Adam memandang Agni terbaring lemah di ruang perawatan intensif, dengan selang infus terpasang di tangannya. Adam memilih duduk di ruang tunggu bersama Melisa, karena Agni belum dipindahkan ke ruang rawat inap.
Adam memberitahu kedua orang tuanya, bahwa Agni mengalami kecelakaan. Adam juga sudah menghubungi Alan, bahwa Agni kecelakaan. Tidak butuh waktu lama Alan datang, betapa terkejutnya ia mendengar Agni kecelakaan, dengan pakaian kerja masih terpasang sempurna di tubuhnya.
Alan memandang, Adam menunggu diruang tunggu, terlihat jelas semua wajah cemas disana. Adam menyadari kehadirannya, dan Adam berdiri menghampirinya. Alan memandang Agni dari estalase kaca, dengan posisi terbaring lemah, dengan mata tertutup.
Alan tahu, ia cukup sibuk akhir-akhir ini karena klien nya sekarang adalah selebriti, yang harus ia selesaikan dengan cepat. Hingga ia absen beberapa hari untuk tidak datang ke rumah Agni. Tapi sungguh ia selalu menghubungi kekasihnya itu setiap saat. Lihatlah, baru beberapa hari ia tinggalkan, kekasihnya malah kecelakaan seperti ini.

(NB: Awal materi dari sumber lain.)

//! Cross-compilation artifacts.
//!
//! - [`cmake`]: typed CMake script builder shared by every generated file
//! - [`toolchain`]: CMake cross toolchain with sysroot isolation
//! - [`pkgconfig`]: pkg-config wrapper filtering host search paths
//! - [`meson`]: Meson cross file from the architecture table
//!
//! Host probing goes through [`HostTools`] so generation can be tested
//! without a cross compiler installed.

pub mod cmake;
pub mod meson;
pub mod pkgconfig;
pub mod toolchain;

use std::path::PathBuf;
use std::time::Duration;

use crate::util::process::{find_executable, ProcessBuilder};

/// Outcome of asking a compiler for its sysroot.
#[derive(Debug, Clone, PartialEq, Eq)]
pub enum SysrootProbe {
    Found(String),
    /// Compiler missing, failed, or printed nothing
    Missing,
    /// The compiler did not answer within its time budget
    TimedOut,
}

/// Host queries needed to generate cross artifacts.
pub trait HostTools {
    /// Locate a binary on `PATH`.
    fn which(&self, name: &str) -> Option<PathBuf>;

    /// Run `<compiler> --print-sysroot`.
    fn sysroot(&self, compiler: &str) -> SysrootProbe;
}

/// [`HostTools`] backed by the real system.
#[derive(Debug, Clone)]
pub struct SystemTools {
    sysroot_timeout: Duration,
}

impl SystemTools {
    pub fn new(sysroot_timeout: Duration) -> Self {
        SystemTools { sysroot_timeout }
    }
}

impl HostTools for SystemTools {
    fn which(&self, name: &str) -> Option<PathBuf> {
        find_executable(name)
    }

    fn sysroot(&self, compiler: &str) -> SysrootProbe {
        let Some(path) = find_executable(compiler) else {
            tracing::warn!("cross compiler `{}` not found, building without a sysroot", compiler);
            return SysrootProbe::Missing;
        };

        let output = match ProcessBuilder::new(&path)
            .arg("--print-sysroot")
            .exec_with_timeout(self.sysroot_timeout)
        {
            Ok(Some(output)) => output,
            Ok(None) => return SysrootProbe::TimedOut,
            Err(e) => {
                tracing::warn!("{:#}", e);
                return SysrootProbe::Missing;
            }
        };

        let sysroot = String::from_utf8_lossy(&output.stdout).trim().replace('\\', "/");
        if output.status.success() && !sysroot.is_empty() {
            tracing::debug!("{} sysroot: {}", compiler, sysroot);
            SysrootProbe::Found(sysroot)
        } else {
            tracing::warn!("`{} --print-sysroot` gave no sysroot", compiler);
            SysrootProbe::Missing
        }
    }
}
//! Shared utilities

pub mod config;
pub mod context;
pub mod diagnostic;
pub mod fs;
pub mod process;

pub use config::Config;
pub use context::GlobalContext;
pub use diagnostic::Diagnostic;
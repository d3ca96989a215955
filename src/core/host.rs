//! Host system probing.

use std::path::Path;

use crate::core::arch;
use crate::core::target::{normalize_platform, Libc};
use crate::util::process::{find_executable, ProcessBuilder};

/// Facts about the machine crossport runs on.
#[derive(Debug, Clone, PartialEq, Eq)]
pub struct HostInfo {
    pub machine: String,
    pub libc: Libc,
    pub platform: String,
}

impl HostInfo {
    /// Probe the running host.
    pub fn detect() -> Self {
        HostInfo {
            machine: arch::normalize_machine(std::env::consts::ARCH),
            libc: detect_libc(),
            platform: normalize_platform(std::env::consts::OS),
        }
    }
}

/// Probe the host libc by asking `ldd --version`; gnu unless musl says so.
pub fn detect_libc() -> Libc {
    match ProcessBuilder::new("ldd").arg("--version").exec() {
        Ok(output) => {
            let stdout = String::from_utf8_lossy(&output.stdout).to_lowercase();
            let stderr = String::from_utf8_lossy(&output.stderr).to_lowercase();
            if stdout.contains("musl") || stderr.contains("musl") {
                Libc::Musl
            } else {
                Libc::Gnu
            }
        }
        Err(e) => {
            tracing::debug!("could not run ldd, assuming gnu libc: {}", e);
            Libc::Gnu
        }
    }
}

/// Package managers in detection order, with the binaries that identify them.
const PACKAGE_MANAGERS: &[(&str, &[&str])] = &[
    ("apt", &["apt", "apt-get"]),
    ("pacman", &["pacman"]),
    ("dnf", &["dnf"]),
    ("yum", &["yum"]),
    ("zypper", &["zypper"]),
    ("apk", &["apk"]),
    ("emerge", &["emerge"]),
    ("xbps", &["xbps-install"]),
    ("swupd", &["swupd"]),
    ("nix", &["nix-env"]),
];

/// Distribution marker files, checked when no package manager binary is found.
const RELEASE_MARKERS: &[(&str, &str)] = &[
    ("/etc/debian_version", "apt"),
    ("/etc/arch-release", "pacman"),
    ("/etc/fedora-release", "dnf"),
    ("/etc/redhat-release", "yum"),
    ("/etc/SuSE-release", "zypper"),
    ("/etc/SUSE-brand", "zypper"),
    ("/etc/alpine-release", "apk"),
    ("/etc/gentoo-release", "emerge"),
];

/// Detect the host distribution's package manager.
pub fn detect_package_manager() -> Option<String> {
    detect_package_manager_with(|bin| find_executable(bin).is_some(), |p| p.exists())
}

/// Detection with injectable probes.
pub fn detect_package_manager_with<W, E>(has_binary: W, exists: E) -> Option<String>
where
    W: Fn(&str) -> bool,
    E: Fn(&Path) -> bool,
{
    for (name, binaries) in PACKAGE_MANAGERS {
        if binaries.iter().any(|bin| has_binary(bin)) {
            return Some(name.to_string());
        }
    }

    RELEASE_MARKERS
        .iter()
        .find(|(marker, _)| exists(Path::new(marker)))
        .map(|(_, name)| name.to_string())
}

#[cfg(test)]
mod tests {
    use super::*;

    #[test]
    fn test_detect_prefers_binaries_in_order() {
        let found = detect_package_manager_with(|bin| bin == "apk" || bin == "pacman", |_| false);
        assert_eq!(found.as_deref(), Some("pacman"));
    }

    #[test]
    fn test_detect_falls_back_to_markers() {
        let found = detect_package_manager_with(
            |_| false,
            |p| p == Path::new("/etc/alpine-release"),
        );
        assert_eq!(found.as_deref(), Some("apk"));
    }

    #[test]
    fn test_detect_nothing() {
        assert!(detect_package_manager_with(|_| false, |_| false).is_none());
    }

    #[test]
    fn test_host_detect_normalizes_machine() {
        let host = HostInfo::detect();
        assert!(!host.machine.is_empty());
        assert_ne!(host.machine, "aarch64");
        assert_ne!(host.machine, "amd64");
    }
}
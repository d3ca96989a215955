//! `crossport triplet` command

use anyhow::Result;

use crate::cli::SessionArgs;
use crate::commands::open_session;

pub fn execute(args: SessionArgs) -> Result<()> {
    let session = open_session(&args)?;
    let triplet = session.triplet()?;
    println!("{} ({})", triplet.name, triplet.kind);
    Ok(())
}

"Apa kata dokter, Dam?" Tanya Alan.
"Dokter hanya mengatakan, yang di alami Agni tidak cukup serius. Agni hanya perlu istirahat dan luka yang di kepalanya juga tidak apa-apa" ucap Adam mencoba menenangkan Alan sahabatnya.

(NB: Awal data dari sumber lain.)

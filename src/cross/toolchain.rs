//! CMake cross toolchain.
//!
//! Pins the cross compilers explicitly, then includes vcpkg's own Linux
//! toolchain. vcpkg only detects a cross compiler when the host and target
//! processors differ, so a musl build on the host CPU would otherwise fall
//! back to the host `cc`.

use std::path::{Path, PathBuf};

use anyhow::Result;

use crate::core::arch;
use crate::core::target::BuildTarget;
use crate::cross::cmake::{find_root_isolation, CMakeScript, CacheKind};
use crate::cross::{HostTools, SysrootProbe};
use crate::ops::install::InstallError;
use crate::util::fs::{slash_path, write_string};
use crate::vcpkg::VcpkgLayout;

/// Binutils pinned only when the host actually has them.
const OPTIONAL_TOOLS: &[(&str, &str)] = &[
    ("CMAKE_AR", "ar"),
    ("CMAKE_RANLIB", "ranlib"),
    ("CMAKE_STRIP", "strip"),
    ("CMAKE_OBJCOPY", "objcopy"),
    ("CMAKE_NM", "nm"),
    ("CMAKE_LINKER", "ld"),
];

/// File name of the toolchain for a machine.
pub fn toolchain_file_name(machine: &str) -> String {
    format!("cmake-cross-{}.cmake", machine)
}

/// Render the toolchain for a gcc prefix (empty when the target has none).
pub fn cross_toolchain_script(
    prefix: &str,
    linux_toolchain: &Path,
    sysroot: Option<&str>,
    tools: &dyn HostTools,
) -> CMakeScript {
    let mut script = CMakeScript::new();
    script
        .comment("Auto-generated cmake cross-compilation toolchain")
        .comment("Includes the vcpkg Linux toolchain and adds host-header isolation")
        .blank();

    if !prefix.is_empty() {
        script
            .comment("Cross-compiler tools, set before linux.cmake so they take precedence")
            .set_quoted("CMAKE_C_COMPILER", format!("{}gcc", prefix))
            .set_quoted("CMAKE_CXX_COMPILER", format!("{}g++", prefix));
        for (var, tool) in OPTIONAL_TOOLS {
            let name = format!("{}{}", prefix, tool);
            if tools.which(&name).is_some() {
                script.set_cache(*var, name, CacheKind::FilePath, *var, false);
            }
        }
        script.blank();
    }

    script.include(slash_path(linux_toolchain)).blank();

    if let Some(sysroot) = sysroot {
        script
            .comment("Cross-compiler sysroot")
            .list_append("CMAKE_FIND_ROOT_PATH", sysroot)
            .set_quoted("CMAKE_SYSROOT", sysroot)
            .blank();
    }

    script
        .comment("Keep find_* away from host system paths")
        .extend(find_root_isolation());
    script
}

/// The target's gcc prefix, empty when the architecture has none.
pub fn gcc_prefix(target: &BuildTarget) -> &'static str {
    arch::lookup(&target.machine)
        .map(|a| a.gcc_prefix(target.libc))
        .unwrap_or_default()
}

/// Ask the target's cross gcc for its sysroot.
///
/// A missing compiler means no sysroot; a probe that times out is fatal.
pub fn probe_sysroot(target: &BuildTarget, tools: &dyn HostTools) -> Result<Option<String>> {
    let prefix = gcc_prefix(target);
    if prefix.is_empty() {
        return Ok(None);
    }

    let compiler = format!("{}gcc", prefix);
    match tools.sysroot(&compiler) {
        SysrootProbe::Found(sysroot) => Ok(Some(sysroot)),
        SysrootProbe::Missing => Ok(None),
        SysrootProbe::TimedOut => Err(InstallError::ExternalToolFailure {
            tool: format!("{} --print-sysroot", compiler),
            code: None,
            timed_out: true,
        }
        .into()),
    }
}

/// Generate the toolchain into the overlay directory.
///
/// Returns `Ok(None)` with a warning when vcpkg's Linux toolchain is missing.
/// A sysroot probe that times out is fatal.
pub fn generate_cross_toolchain(
    layout: &VcpkgLayout,
    target: &BuildTarget,
    tools: &dyn HostTools,
) -> Result<Option<PathBuf>> {
    let linux_toolchain = layout.linux_toolchain();
    if !linux_toolchain.is_file() {
        tracing::warn!(
            "cannot find vcpkg linux toolchain at '{}', skipping cmake cross toolchain",
            slash_path(&linux_toolchain)
        );
        return Ok(None);
    }

    let prefix = gcc_prefix(target);
    let sysroot = probe_sysroot(target, tools)?;

    let script = cross_toolchain_script(prefix, &linux_toolchain, sysroot.as_deref(), tools);
    let path = layout.overlay_dir().join(toolchain_file_name(&target.machine));
    write_string(&path, &script.render())?;
    tracing::info!("generated cmake cross toolchain at: {}", path.display());
    Ok(Some(path))
}
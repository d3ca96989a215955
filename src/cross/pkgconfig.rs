//! pkg-config wrapper for cross-linux builds.
//!
//! CMake's FindPkgConfig appends host directories to `PKG_CONFIG_PATH`, which
//! is searched before `PKG_CONFIG_LIBDIR`. The wrapper pins the libdir to the
//! installed triplet and drops every search path outside vcpkg.

use std::path::PathBuf;

use anyhow::Result;

use crate::cross::HostTools;
use crate::util::fs::{slash_path, write_executable};
use crate::vcpkg::VcpkgLayout;

pub const WRAPPER_NAME: &str = "pkg-config-cross-wrapper";

const FALLBACK_PKG_CONFIG: &str = "/bin/pkg-config";

/// The wrapper script, before rendering.
#[derive(Debug, Clone, PartialEq, Eq)]
pub struct PkgConfigWrapper {
    /// Replacement `PKG_CONFIG_LIBDIR` entries
    pub libdirs: Vec<String>,
    /// `PKG_CONFIG_PATH` entries are kept only under these roots
    pub allowed_roots: Vec<String>,
    /// The real pkg-config binary
    pub real: String,
}

impl PkgConfigWrapper {
    pub fn new(layout: &VcpkgLayout, triplet: &str, tools: &dyn HostTools) -> Self {
        let installed = slash_path(&layout.installed_dir(triplet));
        let real = tools
            .which("pkg-config")
            .map(|p| slash_path(&p))
            .unwrap_or_else(|| FALLBACK_PKG_CONFIG.to_string());

        PkgConfigWrapper {
            libdirs: vec![
                format!("{}/lib/pkgconfig", installed),
                format!("{}/debug/lib/pkgconfig", installed),
                format!("{}/share/pkgconfig", installed),
            ],
            allowed_roots: vec![slash_path(&layout.root), slash_path(&layout.build_dir)],
            real,
        }
    }

    pub fn render(&self) -> String {
        let patterns = self
            .allowed_roots
            .iter()
            .map(|root| format!("{}/*", root))
            .collect::<Vec<_>>()
            .join("|");

        let mut out = String::new();
        out.push_str("#!/bin/sh\n");
        out.push_str("# Auto-generated pkg-config wrapper for cross-linux builds.\n");
        out.push_str(&format!(
            "export PKG_CONFIG_LIBDIR=\"{}\"\n\n",
            self.libdirs.join(":")
        ));
        out.push_str("FILTERED=\"\"\n");
        out.push_str("OLDIFS=\"$IFS\"\n");
        out.push_str("IFS=\":\"\n");
        out.push_str("for dir in $PKG_CONFIG_PATH; do\n");
        out.push_str("  case \"$dir\" in\n");
        out.push_str(&format!(
            "    {}) FILTERED=\"${{FILTERED:+$FILTERED:}}$dir\" ;;\n",
            patterns
        ));
        out.push_str("  esac\n");
        out.push_str("done\n");
        out.push_str("IFS=\"$OLDIFS\"\n");
        out.push_str("export PKG_CONFIG_PATH=\"$FILTERED\"\n");
        out.push_str(&format!("exec {} \"$@\"\n", self.real));
        out
    }
}

/// Write the wrapper into the overlay directory and return its path.
pub fn write_wrapper(layout: &VcpkgLayout, triplet: &str, tools: &dyn HostTools) -> Result<PathBuf> {
    let path = layout.overlay_dir().join(WRAPPER_NAME);
    let wrapper = PkgConfigWrapper::new(layout, triplet, tools);
    write_executable(&path, &wrapper.render())?;
    tracing::info!("using pkg-config wrapper: {}", path.display());
    Ok(path)
}
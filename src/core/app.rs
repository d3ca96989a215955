//! The app catalog (`Crossport.toml`).
//!
//! Holds the module catalog, the external library version table, vendor
//! package tables, and every setting that shapes the vcpkg manifest and
//! overlay triplets. Parsed once and validated at load time.

use std::collections::BTreeMap;
use std::path::{Path, PathBuf};

use anyhow::Result;
use serde::{Deserialize, Serialize};

use crate::core::module::BuildModule;
use crate::resolver::errors::ResolveError;
use crate::util::diagnostic::ConfigParseError;
use crate::util::fs::read_to_string;

/// `[app]` section.
#[derive(Debug, Clone, Default, Serialize, Deserialize)]
#[serde(default)]
pub struct AppMeta {
    pub name: String,
    pub version: Option<String>,
    /// Build modes the app accepts; any mode is allowed when empty
    pub modes: Vec<String>,
}

/// `[vcpkg]` section.
#[derive(Debug, Clone, Default, Serialize, Deserialize)]
#[serde(default, rename_all = "kebab-case")]
pub struct VcpkgSettings {
    /// Pinned registry snapshot; a built-in default is used when absent
    pub baseline: Option<String>,

    pub cflags: Vec<String>,
    pub cxxflags: Vec<String>,

    /// Ports whose default features are disabled when cross building
    pub no_default_features: Vec<String>,

    /// Features to keep on ports listed in `no-default-features`
    pub no_default_features_add: BTreeMap<String, Vec<String>>,

    /// Extra link names that imply the display foundation is needed
    pub display_libs: Vec<String>,

    /// Per-port CMake configure options
    pub cmake_configure_options: BTreeMap<String, Vec<String>>,

    /// Native per-platform replacements, keyed by platform then port
    pub cmake_configure_options_platform: BTreeMap<String, BTreeMap<String, Vec<String>>>,

    /// Cross per-platform replacements, keyed by platform then port
    pub cmake_configure_options_cross: BTreeMap<String, BTreeMap<String, Vec<String>>>,

    /// Display foundation ports built from source when cross compiling linux
    pub cross_linux_extlibs: BTreeMap<String, String>,
    pub cross_linux_extlibs_features: BTreeMap<String, Vec<String>>,

    /// Local triplet and toolchain directory (defaults to `<root>/vcpkg`)
    pub local_dir: Option<PathBuf>,

    /// Project addon directory (defaults to `<root>/addon/vcpkg`)
    pub addon_dir: Option<PathBuf>,
}

/// Parsed `Crossport.toml`.
#[derive(Debug, Clone, Default, Serialize, Deserialize)]
#[serde(default, rename_all = "kebab-case")]
pub struct AppConfig {
    pub app: AppMeta,

    pub modules: BTreeMap<String, BuildModule>,

    /// Modules only built on request, via `--with`, or their `conditional-env`
    pub conditional_modules: BTreeMap<String, BuildModule>,

    /// Version table: library name to pinned version ("" = unpinned)
    pub extlibs: BTreeMap<String, String>,

    pub extlibs_features: BTreeMap<String, Vec<String>>,
    pub extlibs_features_platform: BTreeMap<String, BTreeMap<String, Vec<String>>>,

    pub extlibs_skip: Vec<String>,
    pub extlibs_skip_platform: BTreeMap<String, Vec<String>>,

    pub test_extlibs: Vec<String>,
    pub demo_extlibs: Vec<String>,

    /// Vendor tables: package manager to (library to vendor package name)
    pub packages: BTreeMap<String, BTreeMap<String, String>>,

    pub vcpkg: VcpkgSettings,
}

impl AppConfig {
    /// Load and validate an app catalog from disk.
    pub fn load(path: &Path) -> Result<Self> {
        let contents = read_to_string(path)?;
        let name = path
            .file_name()
            .map(|n| n.to_string_lossy().into_owned())
            .unwrap_or_else(|| path.display().to_string());
        Self::parse(&name, &contents)
    }

    /// Parse and validate catalog text. `name` labels parse diagnostics.
    pub fn parse(name: &str, contents: &str) -> Result<Self> {
        let mut app: AppConfig = toml::from_str(contents)
            .map_err(|e| ConfigParseError::from_toml(name, contents, &e))?;
        app.validate()?;
        Ok(app)
    }

    /// Fill module names from their keys and check catalog invariants.
    pub fn validate(&mut self) -> Result<(), ResolveError> {
        for (name, module) in self
            .modules
            .iter_mut()
            .chain(self.conditional_modules.iter_mut())
        {
            module.name = name.clone();
            module.validate()?;
        }

        if let Some(clash) = self
            .conditional_modules
            .keys()
            .find(|name| self.modules.contains_key(*name))
        {
            return Err(ResolveError::ConditionalNameClash {
                module: clash.clone(),
            });
        }

        Ok(())
    }

    /// Regular and conditional modules in one catalog.
    pub fn merged_modules(&self) -> BTreeMap<String, BuildModule> {
        let mut merged = self.modules.clone();
        merged.extend(
            self.conditional_modules
                .iter()
                .map(|(k, v)| (k.clone(), v.clone())),
        );
        merged
    }

    /// Whether any requested name refers to a conditional module.
    pub fn requests_conditional(&self, requested: &[String]) -> bool {
        requested
            .iter()
            .any(|name| self.conditional_modules.contains_key(name))
    }

    /// Conditional modules whose `conditional-env` variable is set to "1".
    pub fn conditionals_from_env<F>(&self, lookup: F) -> Vec<String>
    where
        F: Fn(&str) -> Option<String>,
    {
        self.conditional_modules
            .iter()
            .filter(|(_, module)| {
                module
                    .conditional_env
                    .as_deref()
                    .and_then(&lookup)
                    .is_some_and(|value| value == "1")
            })
            .map(|(name, _)| name.clone())
            .collect()
    }

    /// Base features merged with the platform's features, in declaration order.
    pub fn features_for(&self, platform: &str, with_platform: bool) -> BTreeMap<String, Vec<String>> {
        let mut features = self.extlibs_features.clone();
        if with_platform {
            if let Some(extra) = self.extlibs_features_platform.get(platform) {
                for (name, list) in extra {
                    features
                        .entry(name.clone())
                        .or_default()
                        .extend(list.iter().cloned());
                }
            }
        }
        features
    }

    /// Skip list for a platform: global entries, then platform entries.
    pub fn skip_list(&self, platform: &str) -> Vec<String> {
        let mut skip = self.extlibs_skip.clone();
        if let Some(extra) = self.extlibs_skip_platform.get(platform) {
            skip.extend(extra.iter().cloned());
        }
        skip
    }
}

"Syukurlah kalau begitu" ucap Alan, ia merasa lega.
Sepanjang perjalanan tadi Alan sungguh khawatir dengan kondisi Agni. Masalahnya Agni kecelakaan mobil, itu bukan kecelakaan biasa, mengingat mobillah yang menabraknya.
"Kita hanya menunggu Agni sadar" ucap Adam.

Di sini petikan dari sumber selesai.